The rhino suddenly found himself sprawled on the floor, chair sent flying, with the panther pressing a paw to his neck.
"Listen, you jumped up, overweight, leather-arsed, pompous fool – this is bigger than you can possibly know," breathed the panther, his hot breath spreading all over the rhino's face.
"I can't help the thick hide…" started the rhino, before the panther shoved his face even closer.
"You don't know the first thing about what's going on here, you fool. Winston cannot know of his importance, otherwise he could fall apart.
"We're lucky we managed to get to him in time. His robotic reconstruction nearly sucked his soul out, and his dalliance with the council and their foolish belief that Nokia phones hold the key to all existence could have derailed all of our plans."
The panther loosened his paw long enough for the rhino to scramble away, breathing heavily.
"Look, you need to trust me," said the panther, addressed the assorted animals around the table. "Decimatrix has never left his lair before, and if he's finally become mobile, it must mean he knows how important Winston is.
"Yes, we should have locked the final BlackBerry store – he was never supposed to see that we had the final stock of BlackBerry phones left in the world. The fact he has the Storm in his possession is bad, but not unmanageable."
A small meerkat poked his hand up. "Why does it matter what phone he has?" she asked in a tiny voice.
"It is the phone that Decimatrix is connected to. He and Winston are the only two beings that lust after the touchscreen clickiness it offers – and if Winston has hold of one, we're in real trouble.
"We were already worried when we had to use the first Storm to help him live during the operation," lamented the panther, hanging his head. "But the power was masked by the other phones we used, and we believed that Decimatrix would not have been able to feel the power.
"But if he activates the other one, then we're doomed."
The group looked at him in stunned silence. "We always knew this day would come," said the meerkat.
"It doesn't matter…" began the rhino.
"SHUT IT!" screamed the meerkat, startling the room. "This is no time for egos. The unicorn must be found, we need to stop Decimatrix… I will not let my meerkits grow up in a world of terrible phones.
"I'm glad you're on board," said the panther. "Winston can harness the power for good, so we must find him, and soon, before Decimatrix gets to him first."
Winston landed hard, the fog turning out to be not very thick at all. In fact, the ship seemed to be hovering only 10 feet above, which seemed pointless.
He gathered himself together and trotted forward, trying to work out where he was. The air, thick and acrid, offered him no clue, and he could only follow the strange compulsion he had to keep heading forward.
Decimatrix suddenly felt him.

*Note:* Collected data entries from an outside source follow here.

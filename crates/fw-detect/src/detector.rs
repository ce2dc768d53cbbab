//! Fleet-wide cluster detection.

use tracing::debug;

use fw_core::{ClusterConfig, FleetResult, Severity};
use fw_fleet::Bus;

use crate::analysis::ClusterAnalysis;
use crate::dbscan::dbscan;

/// Every cluster found in one pass, plus the fleet-wide verdict.
#[derive(Debug, Clone, PartialEq, Default)]
pub struct ClusterReport {
    /// Clusters in discovery order.
    pub clusters:        Vec<ClusterAnalysis>,
    /// Highest risk over all clusters; `Low` when there are none.
    pub overall_risk:    Severity,
    /// Advice from every cluster, de-duplicated, first occurrence kept.
    pub recommendations: Vec<&'static str>,
}

impl ClusterReport {
    fn from_clusters(clusters: Vec<ClusterAnalysis>) -> Self {
        let overall_risk = clusters.iter().map(|c| c.risk).max().unwrap_or_default();
        let mut recommendations: Vec<&'static str> = Vec::new();
        for advice in clusters.iter().flat_map(|c| c.recommendations.iter().copied()) {
            if !recommendations.contains(&advice) {
                recommendations.push(advice);
            }
        }
        Self { clusters, overall_risk, recommendations }
    }

    pub fn is_empty(&self) -> bool {
        self.clusters.is_empty()
    }
}

/// DBSCAN over bus positions with a validated [`ClusterConfig`].
#[derive(Debug, Clone, Copy)]
pub struct ClusterDetector {
    eps_deg:     f64,
    min_samples: usize,
}

impl ClusterDetector {
    /// # Errors
    ///
    /// [`fw_core::FleetError::Config`] when `eps_deg` is not positive or
    /// `min_samples` is zero.
    pub fn new(config: &ClusterConfig) -> FleetResult<Self> {
        config.validate()?;
        Ok(Self { eps_deg: config.eps_deg, min_samples: config.min_samples })
    }

    /// Cluster `buses` and analyse each group.
    pub fn detect(&self, buses: &[Bus]) -> ClusterReport {
        let points: Vec<_> = buses.iter().map(|b| b.position).collect();
        let groups = dbscan(&points, self.eps_deg, self.min_samples);

        let clusters: Vec<ClusterAnalysis> = groups
            .iter()
            .filter_map(|slots| {
                let members: Vec<&Bus> = slots.iter().map(|&i| &buses[i]).collect();
                ClusterAnalysis::of(&members)
            })
            .collect();

        debug!(
            buses = buses.len(),
            clusters = clusters.len(),
            "cluster detection pass"
        );
        ClusterReport::from_clusters(clusters)
    }
}

/// One-shot detection with `config`.
pub fn detect_clusters(buses: &[Bus], config: &ClusterConfig) -> FleetResult<ClusterReport> {
    Ok(ClusterDetector::new(config)?.detect(buses))
}
//! Unit tests for fw-core primitives.

#[cfg(test)]
mod ids {
    use crate::{AlertId, BusId, FleetError};

    #[test]
    fn display_is_prefixed_and_padded() {
        assert_eq!(BusId(1001).to_string(), "BUS-1001");
        assert_eq!(BusId(7).to_string(), "BUS-0007");
        assert_eq!(AlertId(1).to_string(), "ALERT-001");
        assert_eq!(AlertId(1234).to_string(), "ALERT-1234");
    }

    #[test]
    fn parse_roundtrip() {
        assert_eq!("BUS-1003".parse::<BusId>().unwrap(), BusId(1003));
        assert_eq!("ALERT-001".parse::<AlertId>().unwrap(), AlertId(1));
    }

    #[test]
    fn parse_rejects_wrong_prefix_and_garbage() {
        for bad in ["ALERT-001", "BUS1001", "BUS-", "BUS-12a", "bus-1001", ""] {
            let err = bad.parse::<BusId>().unwrap_err();
            assert!(matches!(err, FleetError::ParseId(_)), "{bad:?} → {err}");
        }
    }

    #[test]
    fn ordering_follows_number() {
        assert!(BusId(999) < BusId(1000));
        assert_eq!(AlertId(1).next(), Some(AlertId(2)));
    }

    #[test]
    fn last_alert_id_has_no_successor() {
        let last: AlertId = "ALERT-4294967295".parse().unwrap();
        assert_eq!(last, AlertId(u32::MAX));
        assert_eq!(last.next(), None);
    }
}

#[cfg(test)]
mod geo {
    use crate::GeoPoint;

    #[test]
    fn zero_distance() {
        let p = GeoPoint::new(40.7128, -74.006);
        assert!(p.distance_m(p) < 0.01);
    }

    #[test]
    fn one_degree_latitude() {
        let a = GeoPoint::new(40.0, -74.0);
        let b = GeoPoint::new(41.0, -74.0);
        let d = a.distance_m(b);
        assert!((d - 111_195.0).abs() < 500.0, "got {d}");
    }

    #[test]
    fn centroid_of_two_points() {
        let c = GeoPoint::centroid([GeoPoint::new(40.0, -74.0), GeoPoint::new(41.0, -73.0)]).unwrap();
        assert!((c.lat - 40.5).abs() < 1e-12);
        assert!((c.lon + 73.5).abs() < 1e-12);
        assert!(GeoPoint::centroid(std::iter::empty()).is_none());
    }

    #[test]
    fn display_four_decimals() {
        assert_eq!(GeoPoint::new(40.71434, -74.0051).to_string(), "(40.7143, -74.0051)");
    }
}

#[cfg(test)]
mod status {
    use crate::{BusStatus, Severity};

    #[test]
    fn priority_order() {
        assert!(BusStatus::Alert.priority() < BusStatus::Alternate.priority());
        assert!(BusStatus::Alternate.priority() < BusStatus::Normal.priority());
    }

    #[test]
    fn only_alert_is_held() {
        assert!(BusStatus::Alert.is_held());
        assert!(!BusStatus::Normal.is_held());
        assert!(!BusStatus::Alternate.is_held());
    }

    #[test]
    fn status_parse_display() {
        for s in [BusStatus::Normal, BusStatus::Alert, BusStatus::Alternate] {
            assert_eq!(s.to_string().parse::<BusStatus>().unwrap(), s);
        }
        assert!("stopped".parse::<BusStatus>().is_err());
    }

    #[test]
    fn severity_is_ordered_and_escalates() {
        assert!(Severity::Low < Severity::Medium && Severity::Medium < Severity::High);
        assert_eq!(Severity::Low.escalate(), Severity::Medium);
        assert_eq!(Severity::Medium.escalate(), Severity::High);
        assert_eq!(Severity::High.escalate(), Severity::High);
        assert_eq!("medium".parse::<Severity>().unwrap(), Severity::Medium);
    }
}

#[cfg(test)]
mod time {
    use crate::Tick;

    #[test]
    fn tick_arithmetic() {
        assert_eq!(Tick(3).next(), Tick(4));
        assert_eq!(Tick::ZERO.next(), Tick(1));
        assert_eq!(Tick(2).to_string(), "T2");
    }
}

#[cfg(test)]
mod rng {
    use crate::SimRng;

    #[test]
    fn deterministic_same_seed() {
        let mut r1 = SimRng::new(12345);
        let mut r2 = SimRng::new(12345);
        for _ in 0..100 {
            let a: f64 = r1.random();
            let b: f64 = r2.random();
            assert_eq!(a, b);
        }
    }

    #[test]
    fn jitter_within_half_span() {
        let mut rng = SimRng::new(7);
        for _ in 0..1000 {
            let j = rng.jitter(0.0005);
            assert!((-0.00025..0.00025).contains(&j), "got {j}");
        }
        assert_eq!(rng.jitter(0.0), 0.0);
    }

    #[test]
    fn different_seeds_diverge() {
        let x: u64 = SimRng::new(1).random();
        let y: u64 = SimRng::new(2).random();
        assert_ne!(x, y);
    }
}

#[cfg(test)]
mod config {
    use std::time::Duration;

    use crate::{FleetConfig, FleetError};

    #[test]
    fn defaults_match_reference_dashboard() {
        let cfg = FleetConfig::default();
        assert_eq!(cfg.tick_interval(), Duration::from_secs(2));
        assert_eq!(cfg.jitter_deg, 0.0005);
        assert_eq!((cfg.speed_min_kmh, cfg.speed_max_kmh), (15, 29));
        assert!(!cfg.cluster.enabled);
        assert!(cfg.validate().is_ok());
    }

    #[test]
    fn rejects_empty_speed_range() {
        let cfg = FleetConfig { speed_min_kmh: 30, speed_max_kmh: 10, ..FleetConfig::default() };
        assert!(matches!(cfg.validate(), Err(FleetError::Config(_))));
    }

    #[test]
    fn rejects_zero_interval_and_bad_eps() {
        let cfg = FleetConfig { tick_interval_ms: 0, ..FleetConfig::default() };
        assert!(cfg.validate().is_err());

        let mut cfg = FleetConfig::default();
        cfg.cluster.eps_deg = 0.0;
        assert!(cfg.validate().is_err());
    }
}

#[cfg(test)]
mod error {
    use crate::{AlertId, BusId, FleetError};

    #[test]
    fn families() {
        assert!(FleetError::BusNotFound(BusId(1)).is_not_found());
        assert!(FleetError::AlertNotFound(AlertId(1)).is_not_found());
        assert!(FleetError::EmptyAlert.is_invalid_state());
        assert!(!FleetError::EmptyAlert.is_not_found());
        assert!(FleetError::AlertIdsExhausted.is_invalid_state());
        assert_eq!(
            FleetError::BusNotFound(BusId(1001)).to_string(),
            "bus BUS-1001 not found"
        );
    }
}
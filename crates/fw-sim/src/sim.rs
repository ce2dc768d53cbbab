//! `FleetSim`: the store, its telemetry source, and optional clustering
//! detection behind one `&mut self` API.

use chrono::{DateTime, Utc};
use fw_core::{AlertId, BusId, FleetConfig};
use fw_detect::ClusterDetector;
use fw_fleet::{
    FleetSnapshot, FleetStore, NewAlert, PositionSource, Resolution, StatusChange, TickReport,
};
use tracing::debug;

use crate::{FleetObserver, SimError, SimResult};

/// The fleet simulation driver.
///
/// `FleetSim<S>` owns the [`FleetStore`] and the [`PositionSource`] feeding
/// it.  Every mutation (ticks and operator commands alike) goes through a
/// `&mut self` method, so they are serialized by construction; wrap the sim
/// in a [`SharedFleet`][crate::SharedFleet] to share it with a
/// [`FleetTicker`][crate::FleetTicker].
///
/// One tick is:
///
/// 1. `on_tick_start`
/// 2. Apply a telemetry sample to every bus ([`FleetStore::tick`]).
/// 3. If `config.cluster.enabled`: cluster the fleet and raise an alert for
///    every cluster none of whose buses already belongs to an alert.
/// 4. `on_tick_end`
pub struct FleetSim<S: PositionSource> {
    config:   FleetConfig,
    store:    FleetStore,
    source:   S,
    detector: Option<ClusterDetector>,
}

impl<S: PositionSource> FleetSim<S> {
    /// # Errors
    ///
    /// [`SimError::Config`] if `config` fails validation.
    pub fn new(config: FleetConfig, store: FleetStore, source: S) -> SimResult<Self> {
        config.validate().map_err(|e| SimError::Config(e.to_string()))?;
        let detector = if config.cluster.enabled {
            Some(ClusterDetector::new(&config.cluster).map_err(|e| SimError::Config(e.to_string()))?)
        } else {
            None
        };
        Ok(Self { config, store, source, detector })
    }

    // ── Accessors ─────────────────────────────────────────────────────────

    pub fn config(&self) -> &FleetConfig {
        &self.config
    }

    /// Read-only view of the fleet.
    pub fn store(&self) -> &FleetStore {
        &self.store
    }

    pub fn source(&self) -> &S {
        &self.source
    }

    pub fn snapshot(&self) -> FleetSnapshot {
        self.store.snapshot()
    }

    // ── Tick loop ─────────────────────────────────────────────────────────

    /// Advance one interval, stamping updated buses with `now`.
    pub fn tick<O>(&mut self, now: DateTime<Utc>, observer: &mut O) -> SimResult<TickReport>
    where
        O: FleetObserver + ?Sized,
    {
        observer.on_tick_start(self.store.current_tick().next());
        let report = self.store.tick(&mut self.source, now);
        if self.detector.is_some() {
            self.detect_and_raise(now, observer)?;
        }
        observer.on_tick_end(&report);
        Ok(report)
    }

    /// [`tick`](Self::tick) stamped with the wall clock.
    pub fn tick_now<O>(&mut self, observer: &mut O) -> SimResult<TickReport>
    where
        O: FleetObserver + ?Sized,
    {
        self.tick(Utc::now(), observer)
    }

    /// Run exactly `n` ticks on a simulated clock starting at `start` and
    /// advancing by `config.tick_interval_ms` per tick.
    ///
    /// Returns the report of the last tick, or `None` when `n == 0`.
    pub fn run_ticks<O>(
        &mut self,
        n:        u64,
        start:    DateTime<Utc>,
        observer: &mut O,
    ) -> SimResult<Option<TickReport>>
    where
        O: FleetObserver + ?Sized,
    {
        let step = chrono::Duration::milliseconds(
            i64::try_from(self.config.tick_interval_ms).unwrap_or(i64::MAX),
        );
        let mut now = start;
        let mut last = None;
        for _ in 0..n {
            last = Some(self.tick(now, observer)?);
            now += step;
        }
        Ok(last)
    }

    fn detect_and_raise<O>(&mut self, now: DateTime<Utc>, observer: &mut O) -> SimResult<()>
    where
        O: FleetObserver + ?Sized,
    {
        let Some(detector) = self.detector else {
            return Ok(());
        };
        let report = detector.detect(self.store.buses());
        let drafts: Vec<NewAlert> = report
            .clusters
            .iter()
            .filter(|c| c.bus_ids.iter().all(|&b| self.store.owning_alert(b).is_none()))
            .map(|c| c.to_alert_draft())
            .collect();

        debug!(
            clusters = report.clusters.len(),
            new = drafts.len(),
            overall = %report.overall_risk,
            "clustering pass"
        );
        for draft in drafts {
            self.raise_alert(draft, now, observer)?;
        }
        Ok(())
    }

    // ── Commands ──────────────────────────────────────────────────────────

    /// Put bus `id` on its alternate route.  See [`FleetStore::reroute_bus`].
    pub fn reroute_bus<O>(&mut self, id: BusId, observer: &mut O) -> SimResult<Option<StatusChange>>
    where
        O: FleetObserver + ?Sized,
    {
        let change = self.store.reroute_bus(id)?;
        if let Some(change) = change {
            observer.on_status_change(change);
        }
        Ok(change)
    }

    /// Dismiss alert `id`.  See [`FleetStore::resolve_alert`].
    pub fn resolve_alert<O>(&mut self, id: AlertId, observer: &mut O) -> SimResult<Resolution>
    where
        O: FleetObserver + ?Sized,
    {
        let resolution = self.store.resolve_alert(id)?;
        for &change in &resolution.changes {
            observer.on_status_change(change);
        }
        observer.on_alert_resolved(&resolution.alert);
        Ok(resolution)
    }

    /// Register an externally detected cluster.  See
    /// [`FleetStore::raise_alert`].
    pub fn raise_alert<O>(
        &mut self,
        draft:    NewAlert,
        now:      DateTime<Utc>,
        observer: &mut O,
    ) -> SimResult<AlertId>
    where
        O: FleetObserver + ?Sized,
    {
        let raised = self.store.raise_alert(draft, now)?;
        for &change in &raised.changes {
            observer.on_status_change(change);
        }
        if let Some(alert) = self.store.alert(raised.alert) {
            observer.on_alert_raised(alert);
        }
        Ok(raised.alert)
    }
}
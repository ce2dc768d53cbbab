//! Telemetry sources: where each tick's positions and speeds come from.
//!
//! [`FleetStore::tick`][crate::FleetStore::tick] asks a [`PositionSource`]
//! for one [`Sample`] per bus and applies it.  The store, not the source,
//! owns the status rules: a bus in `Alert` is pinned to zero speed whatever
//! the source proposes.  That keeps transition logic testable with
//! deterministic sources.

use std::collections::{HashMap, VecDeque};

use fw_core::{BusId, FleetConfig, GeoPoint, SimRng, Tick};

use crate::Bus;

/// One telemetry reading proposed for a bus.
#[derive(Debug, Clone, Copy, PartialEq)]
pub struct Sample {
    pub position:  GeoPoint,
    pub speed_kmh: u32,
}

/// Pluggable telemetry feed.
///
/// Implement this trait to replace the jitter simulator with a recorded
/// trace or a live AVL feed adapter.
///
/// # Thread safety
///
/// Sources move into the periodic driver's task, so implementations must be
/// `Send`.
pub trait PositionSource: Send + 'static {
    /// Propose the next reading for `bus` at `tick`.
    fn sample(&mut self, bus: &Bus, tick: Tick) -> Sample;
}

// ── JitterSource ──────────────────────────────────────────────────────────────

/// Simulated telemetry: small random walk around the current position and a
/// uniformly drawn speed.
///
/// Latitude and longitude move independently by a uniform value in
/// `±jitter_deg / 2`; speed is uniform over `speed_min..=speed_max`.
pub struct JitterSource {
    rng:        SimRng,
    jitter_deg: f64,
    speed_min:  u32,
    speed_max:  u32,
}

impl JitterSource {
    pub fn new(seed: u64, jitter_deg: f64, speed_min: u32, speed_max: u32) -> Self {
        Self {
            rng: SimRng::new(seed),
            jitter_deg,
            speed_min: speed_min.min(speed_max),
            speed_max,
        }
    }

    /// Build from the run configuration (`seed`, `jitter_deg`, speed range).
    pub fn from_config(config: &FleetConfig) -> Self {
        Self::new(config.seed, config.jitter_deg, config.speed_min_kmh, config.speed_max_kmh)
    }
}

impl PositionSource for JitterSource {
    fn sample(&mut self, bus: &Bus, _tick: Tick) -> Sample {
        let d_lat = self.rng.jitter(self.jitter_deg);
        let d_lon = self.rng.jitter(self.jitter_deg);
        Sample {
            position:  bus.position.offset(d_lat, d_lon),
            speed_kmh: self.rng.gen_range(self.speed_min..=self.speed_max),
        }
    }
}

// ── ScriptedSource ────────────────────────────────────────────────────────────

/// Deterministic telemetry from a fixed per-bus sequence.
///
/// Each call pops the next scripted sample for that bus.  Once a bus's
/// script is exhausted (or it never had one) the bus holds its position at
/// `fallback_speed_kmh`.
pub struct ScriptedSource {
    scripts:            HashMap<BusId, VecDeque<Sample>>,
    fallback_speed_kmh: u32,
}

impl ScriptedSource {
    pub fn new(fallback_speed_kmh: u32) -> Self {
        Self { scripts: HashMap::new(), fallback_speed_kmh }
    }

    /// Append `samples` to the script for `bus`.
    pub fn script<I>(mut self, bus: BusId, samples: I) -> Self
    where
        I: IntoIterator<Item = Sample>,
    {
        self.scripts.entry(bus).or_default().extend(samples);
        self
    }

    /// Scripted samples not yet consumed for `bus`.
    pub fn remaining(&self, bus: BusId) -> usize {
        self.scripts.get(&bus).map_or(0, VecDeque::len)
    }
}

impl PositionSource for ScriptedSource {
    fn sample(&mut self, bus: &Bus, _tick: Tick) -> Sample {
        self.scripts
            .get_mut(&bus.id)
            .and_then(VecDeque::pop_front)
            .unwrap_or(Sample { position: bus.position, speed_kmh: self.fallback_speed_kmh })
    }
}

// ── HoldPosition ──────────────────────────────────────────────────────────────

/// A [`PositionSource`] that never moves anything.
///
/// Useful as a placeholder in tests or while a live feed is disconnected.
pub struct HoldPosition {
    pub speed_kmh: u32,
}

impl PositionSource for HoldPosition {
    fn sample(&mut self, bus: &Bus, _tick: Tick) -> Sample {
        Sample { position: bus.position, speed_kmh: self.speed_kmh }
    }
}
//! Per-cluster risk analysis.
//!
//! Risk starts at `Low` and is adjusted by four rules, applied in order:
//!
//! | Rule                                   | Effect                 |
//! |----------------------------------------|------------------------|
//! | mean speed below [`SLOW_SPEED_KMH`]     | set to `Medium`        |
//! | mean speed above [`FAST_SPEED_KMH`]     | set to `High`          |
//! | mean occupancy above [`CROWDED_OCCUPANCY`] | escalate one level  |
//! | at least [`LARGE_CLUSTER`] buses        | escalate one level     |
//!
//! Escalation saturates at `High`.

use fw_core::{BusId, GeoPoint, Severity};
use fw_fleet::{Bus, NewAlert};

pub const SLOW_SPEED_KMH: f64 = 20.0;
pub const FAST_SPEED_KMH: f64 = 60.0;
pub const CROWDED_OCCUPANCY: f64 = 50.0;
pub const LARGE_CLUSTER: usize = 3;

const HIGH_ADVICE: &[&str] = &[
    "Consider alternative routes",
    "Wait for next bus",
    "Check real-time updates",
];
const MEDIUM_ADVICE: &[&str] = &[
    "Monitor bus status",
    "Consider alternative timing",
    "Check for delays",
];
const LOW_ADVICE: &[&str] = &["Normal service", "Regular monitoring recommended"];

/// Passenger-facing advice for a risk level.
pub fn recommendations_for(risk: Severity) -> &'static [&'static str] {
    match risk {
        Severity::High   => HIGH_ADVICE,
        Severity::Medium => MEDIUM_ADVICE,
        Severity::Low    => LOW_ADVICE,
    }
}

/// The outcome of analysing one cluster of buses.
#[derive(Debug, Clone, PartialEq)]
pub struct ClusterAnalysis {
    /// Members in fleet order.
    pub bus_ids:           Vec<BusId>,
    pub centroid:          GeoPoint,
    /// Ground distance from the centroid to the farthest member, metres.
    pub radius_m:          f64,
    pub average_speed_kmh: f64,
    pub average_occupancy: f64,
    pub risk:              Severity,
    /// Which rules fired, in rule order.
    pub notes:             Vec<String>,
    pub recommendations:   &'static [&'static str],
}

impl ClusterAnalysis {
    /// Analyse a non-empty group of buses.  Returns `None` for an empty group.
    pub fn of(members: &[&Bus]) -> Option<Self> {
        let centroid = GeoPoint::centroid(members.iter().map(|b| b.position))?;
        let radius_m = members
            .iter()
            .map(|b| centroid.distance_m(b.position))
            .fold(0.0, f64::max);
        let n = members.len() as f64;
        let average_speed_kmh = members.iter().map(|b| f64::from(b.speed_kmh)).sum::<f64>() / n;
        let average_occupancy = members.iter().map(|b| f64::from(b.occupancy)).sum::<f64>() / n;

        let mut risk = Severity::Low;
        let mut notes = Vec::new();

        if average_speed_kmh < SLOW_SPEED_KMH {
            risk = Severity::Medium;
            notes.push("Low speed indicates possible traffic or stops".to_owned());
        } else if average_speed_kmh > FAST_SPEED_KMH {
            risk = Severity::High;
            notes.push("High speed with multiple buses indicates potential safety risk".to_owned());
        }
        if average_occupancy > CROWDED_OCCUPANCY {
            risk = risk.escalate();
            notes.push("High passenger count detected".to_owned());
        }
        if members.len() >= LARGE_CLUSTER {
            risk = risk.escalate();
            notes.push(format!("Large cluster of {} buses detected", members.len()));
        }

        Some(Self {
            bus_ids: members.iter().map(|b| b.id).collect(),
            centroid,
            radius_m,
            average_speed_kmh,
            average_occupancy,
            risk,
            notes,
            recommendations: recommendations_for(risk),
        })
    }

    pub fn size(&self) -> usize {
        self.bus_ids.len()
    }

    /// Notes joined with `" | "`, or `"Normal conditions"` when none fired.
    pub fn summary(&self) -> String {
        if self.notes.is_empty() {
            "Normal conditions".to_owned()
        } else {
            self.notes.join(" | ")
        }
    }

    /// A draft alert for this cluster, located at its centroid.
    pub fn to_alert_draft(&self) -> NewAlert {
        NewAlert::new(self.bus_ids.clone(), self.centroid, self.risk)
    }
}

The unicorn was on the move… he could sense his very presence. He was close. The end would be coming soon.
I want more power!
Having your phone run out of juice when you're out is certainly frustrating, but while the inconvenience will have you cursing the manufacturer you're unlikely to be quite as upset as this particular lady in Hong Kong.
Simply put, she's not best pleased that her iPhone has run out of juice.
Scary press shot of the week
A 7-inch smartphone is no laughing matter, so just what is tickling the fancy of this intrepid trio? It's certainly not the gargantuan Samsung Galaxy W, that's for sure.
Actually they're controlling the world's traffic jams, and laughing manically as they watch you miss your flight, are forced to pee in a bottle and lose your temper with the guy who just cut you up for the fifth time.
They're monsters, all three of them. Monsters with massive, stupid smartphones.
Retro video of the week
The mobile phone is most people with those in their teens and early twenties, so the decision by Boost Mobile to fill an ad with those way past retirement age does seem a little odd.
Thankfully their advancing years has prevented them from putting on a sick beat and taking it back to the hood with their homies - "yo Ethel, hit me on my beeper yeah."